Apply and explain
Corporate governance structure in the light of the Dutch Corporate Governance Code
The provisions of the Corporate Governance Code of 2003, are applicable to Kendrion. Kendrion has applied virtually all principles and provisions – to the extent that they are applicable – laid down in the Code.
The company reserves the right, both now and in the future, not to apply the occasional best-practice provision, whereby the company shall always comply with the principle formulated in the Code that the company shall explain why it has not applied the best-practice provision. For example, the company will not be able to breach existing agreements at will. It should be noted that the Code also states that agreements of this nature should be respected. The provisions of the Corporate Governance Code that have not been applied are listed below.
ii.1.1 A Management Board member is appointed for a maximum period of four years. This provision is not in line with the contractual situation of the current CEO. Kendrion respects this contractual situation.
ii.2.8 The maximum remuneration in the event of dismissal is one year’s salary. This provision is not in line with the contractual situation of the current CEO (two years).

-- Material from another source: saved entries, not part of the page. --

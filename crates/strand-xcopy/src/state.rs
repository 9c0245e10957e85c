//! Task-node state machine.
//!
//! A node's state is a pure function of source existence, destination
//! existence/type, and the applicable policy. Transitions are validated
//! centrally; the side effects (dispatching workers, bookkeeping sets)
//! live in the scheduler.

use serde::Serialize;
use strand_fs::ConflictKind;
use tracing::debug;

/// Replication progress of one task node.
#[derive(Debug, Clone, PartialEq, Eq, Serialize)]
#[serde(tag = "state", rename_all = "camelCase")]
pub enum NodeState {
    /// Not yet dispatched.
    Pending,
    /// Directory: destination resolved, source children being listed,
    /// or listed and waiting for child tasks to settle.
    Reading,
    /// File: content stream in flight.
    Working,
    /// Destination collision awaiting a resolving policy.
    Conflict { conflict: ConflictKind },
    /// Terminal success; directories only once every child is terminal.
    Finished,
    /// Terminal failure local to this node.
    Failed { reason: String },
}

impl NodeState {
    pub fn is_terminal(&self) -> bool {
        matches!(self, NodeState::Finished | NodeState::Failed { .. })
    }

    pub fn is_conflict(&self) -> bool {
        matches!(self, NodeState::Conflict { .. })
    }

    fn can_transition(&self, next: &NodeState) -> bool {
        matches!(
            (self, next),
            (NodeState::Pending, NodeState::Reading)
                | (NodeState::Pending, NodeState::Working)
                | (NodeState::Pending, NodeState::Failed { .. })
                | (NodeState::Reading, NodeState::Conflict { .. })
                | (NodeState::Reading, NodeState::Finished)
                | (NodeState::Reading, NodeState::Failed { .. })
                | (NodeState::Working, NodeState::Conflict { .. })
                | (NodeState::Working, NodeState::Finished)
                | (NodeState::Working, NodeState::Failed { .. })
                | (NodeState::Conflict { .. }, NodeState::Pending)
                | (NodeState::Conflict { .. }, NodeState::Failed { .. })
        )
    }

    /// Apply a transition (returns false and leaves the state untouched
    /// if the step is not allowed).
    pub fn transition(&mut self, next: NodeState) -> bool {
        if self.can_transition(&next) {
            debug!(from = ?self, to = ?next, "task node transition");
            *self = next;
            true
        } else {
            false
        }
    }
}

#[cfg(test)]
mod tests {
    use super::*;

    #[test]
    fn test_happy_paths() {
        let mut file = NodeState::Pending;
        assert!(file.transition(NodeState::Working));
        assert!(file.transition(NodeState::Finished));

        let mut dir = NodeState::Pending;
        assert!(dir.transition(NodeState::Reading));
        assert!(dir.transition(NodeState::Finished));
    }

    #[test]
    fn test_conflict_reenters_via_pending() {
        let mut state = NodeState::Pending;
        assert!(state.transition(NodeState::Working));
        assert!(state.transition(NodeState::Conflict {
            conflict: ConflictKind::SameKind
        }));
        assert!(state.transition(NodeState::Pending));
        assert!(state.transition(NodeState::Working));
    }

    #[test]
    fn test_terminal_states_are_final() {
        let mut state = NodeState::Finished;
        assert!(!state.transition(NodeState::Pending));
        assert!(!state.transition(NodeState::Failed {
            reason: "late".into()
        }));
        assert_eq!(state, NodeState::Finished);

        let mut failed = NodeState::Failed {
            reason: "io".into(),
        };
        assert!(!failed.transition(NodeState::Pending));
    }

    #[test]
    fn test_serialized_tag() {
        let json = serde_json::to_string(&NodeState::Conflict {
            conflict: ConflictKind::DifferentKind,
        })
        .unwrap();
        assert_eq!(json, r#"{"state":"conflict","conflict":"differentKind"}"#);
    }
}
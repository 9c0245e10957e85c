//! Tree node types.

use std::collections::BTreeMap;

use serde::{Deserialize, Serialize};
use strand_xstat::{EntryKind, IdentityRecord};
use uuid::Uuid;

/// One mirrored filesystem entry inside one drive's tree.
#[derive(Debug, Clone)]
pub(crate) struct Node {
    pub uuid: Uuid,
    pub name: String,
    /// Owning parent; `None` for a drive root.
    pub parent: Option<Uuid>,
    pub mtime_ms: i64,
    pub kind: NodeKind,
}

#[derive(Debug, Clone)]
pub(crate) enum NodeKind {
    Dir {
        /// Immediate children by entry name.
        children: BTreeMap<String, Uuid>,
        /// Bumped on every structural change; a scan that captured an
        /// older value is discarded instead of applied.
        generation: u64,
    },
    File {
        size: u64,
        hash: Option<String>,
    },
}

impl Node {
    pub fn new_dir(uuid: Uuid, name: String, parent: Option<Uuid>, mtime_ms: i64) -> Self {
        Self {
            uuid,
            name,
            parent,
            mtime_ms,
            kind: NodeKind::Dir {
                children: BTreeMap::new(),
                generation: 0,
            },
        }
    }

    pub fn new_file(
        uuid: Uuid,
        name: String,
        parent: Option<Uuid>,
        mtime_ms: i64,
        size: u64,
        hash: Option<String>,
    ) -> Self {
        Self {
            uuid,
            name,
            parent,
            mtime_ms,
            kind: NodeKind::File { size, hash },
        }
    }

    pub fn entry_kind(&self) -> EntryKind {
        match self.kind {
            NodeKind::Dir { .. } => EntryKind::Dir,
            NodeKind::File { .. } => EntryKind::File,
        }
    }
}

/// Read-only snapshot of a node, safe to hand out of the tree lock.
#[derive(Debug, Clone, Serialize, Deserialize)]
pub struct NodeSummary {
    pub uuid: Uuid,
    pub name: String,
    pub parent: Option<Uuid>,
    pub kind: EntryKind,
    pub mtime_ms: i64,
    #[serde(skip_serializing_if = "Option::is_none")]
    pub size: Option<u64>,
    #[serde(skip_serializing_if = "Option::is_none")]
    pub hash: Option<String>,
}

impl NodeSummary {
    pub(crate) fn of(node: &Node) -> Self {
        let (size, hash) = match &node.kind {
            NodeKind::File { size, hash } => (Some(*size), hash.clone()),
            NodeKind::Dir { .. } => (None, None),
        };
        Self {
            uuid: node.uuid,
            name: node.name.clone(),
            parent: node.parent,
            kind: node.entry_kind(),
            mtime_ms: node.mtime_ms,
            size,
            hash,
        }
    }
}

/// One directory entry observed during a scan, identity already read.
#[derive(Debug, Clone)]
pub(crate) struct ScannedEntry {
    pub name: String,
    pub kind: EntryKind,
    pub record: IdentityRecord,
    pub mtime_ms: i64,
    pub size: u64,
}
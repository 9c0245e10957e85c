//! strandd - strand storage daemon
//!
//! Usage:
//!   strandd --drive /srv/strand/vol1 --socket /run/strand/strandd.sock

use std::path::PathBuf;

use anyhow::{Context, Result};
use clap::Parser;
use tracing::info;
use uuid::Uuid;

use strand_config::logging::{init_logging, LogLevel};
use strand_config::{Config, DriveEntry};

/// strand storage daemon
#[derive(Parser)]
#[command(name = "strandd", version, about)]
struct Cli {
    /// Drive root to manage, in addition to configured drives
    /// (repeatable; gets a fresh uuid each run)
    #[arg(long = "drive", value_name = "DIR")]
    drives: Vec<PathBuf>,

    /// Control socket path (overrides config)
    #[arg(long, value_name = "PATH")]
    socket: Option<PathBuf>,

    /// Log level when RUST_LOG is unset
    #[arg(long, default_value = "info")]
    log_level: LogLevel,
}

#[tokio::main]
async fn main() -> Result<()> {
    let cli = Cli::parse();
    init_logging(cli.log_level);

    let mut config = Config::load().context("failed to load configuration")?;

    for path in cli.drives {
        let path = path
            .canonicalize()
            .with_context(|| format!("drive root does not resolve: {}", path.display()))?;
        let uuid = Uuid::new_v4();
        info!(uuid = %uuid, path = %path.display(), "ad-hoc drive");
        config.drives.push(DriveEntry {
            uuid,
            path,
            label: None,
        });
    }
    if let Some(socket) = cli.socket {
        config.daemon.socket = socket;
    }

    if config.drives.is_empty() {
        anyhow::bail!("no drives configured; pass --drive or populate config.toml");
    }

    strandd::run_daemon(config).await
}
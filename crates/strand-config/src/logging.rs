//! Structured logging setup for strand components.

/// Log levels for runtime configuration
#[derive(Debug, Clone, Copy, PartialEq, Eq)]
pub enum LogLevel {
    Error,
    Warn,
    Info,
    Debug,
    Trace,
}

impl LogLevel {
    /// Default filter directive for this level
    pub fn as_filter(&self) -> &'static str {
        match self {
            LogLevel::Error => "error",
            LogLevel::Warn => "warn",
            LogLevel::Info => "info",
            LogLevel::Debug => "debug",
            LogLevel::Trace => "trace",
        }
    }
}

impl std::str::FromStr for LogLevel {
    type Err = String;

    fn from_str(s: &str) -> Result<Self, Self::Err> {
        match s.to_ascii_lowercase().as_str() {
            "error" => Ok(LogLevel::Error),
            "warn" => Ok(LogLevel::Warn),
            "info" => Ok(LogLevel::Info),
            "debug" => Ok(LogLevel::Debug),
            "trace" => Ok(LogLevel::Trace),
            other => Err(format!("unknown log level: {}", other)),
        }
    }
}

/// Initialize logging with the given level filter.
/// Call this once at application startup; `RUST_LOG` takes precedence.
pub fn init_logging(level: LogLevel) {
    use tracing_subscriber::EnvFilter;

    let env_filter =
        EnvFilter::try_from_default_env().unwrap_or_else(|_| EnvFilter::new(level.as_filter()));

    tracing_subscriber::fmt()
        .with_env_filter(env_filter)
        .with_target(false)
        .init();
}
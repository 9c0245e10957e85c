//! Test environment abstraction for isolated testing.
//!
//! Provides `TestEnvironment` to manage isolated drive roots, a native
//! (unmanaged) mount, and a unique daemon socket path per test. Tests
//! control every lifecycle themselves; nothing is auto-started.

use std::path::PathBuf;
use std::sync::atomic::{AtomicU32, Ordering};
use tempfile::TempDir;

/// Atomic counter for unique test IDs
static TEST_COUNTER: AtomicU32 = AtomicU32::new(0);

/// Isolated test environment with unique paths
pub struct TestEnvironment {
    /// Temporary directory (dropped on cleanup)
    _temp_dir: TempDir,
    /// Source drive root
    pub src_root: PathBuf,
    /// Destination drive root
    pub dst_root: PathBuf,
    /// Unmanaged mount for import/export tests
    pub native_root: PathBuf,
    /// Unique socket path for this test
    pub socket_path: PathBuf,
    /// Unique test ID
    pub test_id: u32,
}

impl TestEnvironment {
    /// Create a fresh environment; all directories exist on return.
    pub fn new() -> Self {
        let test_id = TEST_COUNTER.fetch_add(1, Ordering::SeqCst);
        let temp_dir = TempDir::new().expect("create test tempdir");
        let base = temp_dir.path();

        let src_root = base.join("src-drive");
        let dst_root = base.join("dst-drive");
        let native_root = base.join("native");
        let socket_path = base.join(format!("strandd_{}.sock", test_id));

        std::fs::create_dir_all(&src_root).expect("create src drive");
        std::fs::create_dir_all(&dst_root).expect("create dst drive");
        std::fs::create_dir_all(&native_root).expect("create native mount");

        Self {
            _temp_dir: temp_dir,
            src_root,
            dst_root,
            native_root,
            socket_path,
            test_id,
        }
    }
}

impl Default for TestEnvironment {
    fn default() -> Self {
        Self::new()
    }
}

#[cfg(test)]
mod tests {
    use super::*;

    #[test]
    fn test_environment_is_isolated() {
        let a = TestEnvironment::new();
        let b = TestEnvironment::new();
        assert_ne!(a.src_root, b.src_root);
        assert_ne!(a.socket_path, b.socket_path);
        assert!(a.src_root.is_dir());
        assert!(a.native_root.is_dir());
    }
}
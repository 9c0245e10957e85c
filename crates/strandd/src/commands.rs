//! Request handlers for the control socket.

use std::collections::HashMap;

use tracing::{debug, info, warn};
use uuid::Uuid;

use strand_config::CopyConfig;
use strand_vfs::Vfs;
use strand_xcopy::{create, XcopyRequest, XcopyTask};

use crate::protocol::{DriveInfo, Request, Response};

/// Command handler shared by all client connections.
pub struct CommandHandler {
    vfs: Vfs,
    copy: CopyConfig,
    tasks: HashMap<Uuid, XcopyTask>,
}

impl CommandHandler {
    pub fn new(vfs: Vfs, copy: CopyConfig) -> Self {
        Self {
            vfs,
            copy,
            tasks: HashMap::new(),
        }
    }

    /// Handle one incoming request.
    pub async fn handle_request(&mut self, request: Request) -> Response {
        match request {
            Request::Handshake { client_version } => {
                info!(client_version = %client_version, "handshake");
                Response::HandshakeAck {
                    server_version: env!("CARGO_PKG_VERSION").to_string(),
                }
            }

            Request::Status => Response::StatusAck {
                drives: self.vfs.drives().len(),
                tasks: self.tasks.len(),
                nodes: self.vfs.node_count(),
            },

            Request::ListDrives => Response::Drives {
                drives: self
                    .vfs
                    .drives()
                    .into_iter()
                    .map(|(uuid, path)| DriveInfo { uuid, path })
                    .collect(),
            },

            Request::Lookup { uuid } => Response::Node {
                node: self.vfs.find_by_uuid(uuid),
            },

            Request::FindByName { name, parent } => Response::Node {
                node: self.vfs.find_by_name(&name, parent.as_deref()),
            },

            Request::Classify { uuid } => match self.vfs.node_path(uuid) {
                Ok(path) => match strand_xstat::classify_entry(&path) {
                    Ok(magic) => Response::Classified { magic },
                    Err(e) => Response::error(e),
                },
                Err(e) => Response::error(e),
            },

            Request::Scan { drive } => match self.vfs.scan_root(drive).await {
                Ok(()) => Response::Done,
                Err(e) => Response::error(e),
            },

            Request::Rename {
                uuid,
                new_name,
                policy,
            } => self.handle_rename(uuid, &new_name, policy).await,

            Request::Remove { uuid } => self.handle_remove(uuid).await,

            Request::XcopyCreate {
                kind,
                src,
                dst,
                entries,
                policies,
            } => {
                let request = XcopyRequest {
                    kind,
                    src,
                    dst,
                    entries,
                    policies,
                    dir_concurrency: self.copy.dir_concurrency,
                    file_concurrency: self.copy.file_concurrency,
                };
                match create(&self.vfs, request).await {
                    Ok(task) => {
                        let id = task.id();
                        info!(task = %id, "xcopy task created");
                        self.tasks.insert(id, task);
                        Response::TaskCreated { task: id }
                    }
                    Err(e) => Response::error(e),
                }
            }

            Request::XcopySetPolicy {
                task,
                node,
                kind,
                policy,
                recursive,
            } => match self.task(task) {
                Ok(handle) => match handle.set_policy(node, kind, policy, recursive).await {
                    Ok(()) => Response::Done,
                    Err(e) => Response::error(e),
                },
                Err(resp) => resp,
            },

            Request::XcopyUpdate { task, node, patch } => match self.task(task) {
                Ok(handle) => match handle.update(node, patch).await {
                    Ok(()) => Response::Done,
                    Err(e) => Response::error(e),
                },
                Err(resp) => resp,
            },

            Request::XcopyAbort { task } => match self.task(task) {
                Ok(handle) => match handle.abort().await {
                    Ok(()) => Response::Done,
                    Err(e) => Response::error(e),
                },
                Err(resp) => resp,
            },

            Request::XcopyView { task } => match self.task(task) {
                Ok(handle) => match handle.view().await {
                    Ok(view) => match serde_json::to_value(&view) {
                        Ok(view) => Response::TaskView { view },
                        Err(e) => Response::error(e),
                    },
                    Err(e) => Response::error(e),
                },
                Err(resp) => resp,
            },
        }
    }

    fn task(&self, id: Uuid) -> Result<&XcopyTask, Response> {
        self.tasks
            .get(&id)
            .ok_or_else(|| Response::error(format!("unknown task: {}", id)))
    }

    async fn handle_rename(
        &mut self,
        uuid: Uuid,
        new_name: &str,
        policy: Option<strand_fs::Policy>,
    ) -> Response {
        let path = match self.vfs.node_path(uuid) {
            Ok(path) => path,
            Err(e) => return Response::error(e),
        };
        let parent = self.vfs.find_by_uuid(uuid).and_then(|n| n.parent);
        match strand_fs::rename(&path, new_name, policy, true) {
            Ok(_) => {
                debug!(from = %path.display(), to = %new_name, "entry renamed");
                self.rescan_parent(parent).await;
                Response::Node {
                    node: self.vfs.find_by_uuid(uuid),
                }
            }
            Err(e) => Response::error(e),
        }
    }

    async fn handle_remove(&mut self, uuid: Uuid) -> Response {
        let path = match self.vfs.node_path(uuid) {
            Ok(path) => path,
            Err(e) => return Response::error(e),
        };
        let parent = self.vfs.find_by_uuid(uuid).and_then(|n| n.parent);
        match strand_fs::remove(&path) {
            Ok(()) => {
                self.rescan_parent(parent).await;
                Response::Done
            }
            Err(e) => Response::error(e),
        }
    }

    async fn rescan_parent(&self, parent: Option<Uuid>) {
        if let Some(parent) = parent {
            if let Err(e) = self.vfs.scan(parent).await {
                warn!(dir = %parent, error = %e, "post-operation re-scan failed");
            }
        }
    }
}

Kendrion respects this contractual situation.
iv.3.1 All investor relations meetings shall be announced in advance, and provisions shall be made for all shareholders to follow these meetings in real time. Kendrion announces all press conferences and analyst meetings in advance. Kendrion is of the opinion that webcasting these meetings is not necessary. Unannounced meetings with individual analysts are also held. No price-sensitive information is disclosed during these meetings.
The Corporate Governance Code was amended on 10 December 2008, and the amended Code will come into force as from the 2009 financial year. Kendrion is in agreement with the general objective of and background to the amendments. Kendrion already complies with a substantial proportion of the amended or supplementary provisions. During the course of 2009 the Board and the Supervisory Board shall review the best approach to the incorporation of the amended Code within Kendrion’s organisation. Kendrion shall place the Section of the Annual Report 2009 reviewing the outlines of the corporate governance structure and compliance with the amended Code as a separate item on the agenda of the General Meeting of Shareholders to be held in 2010.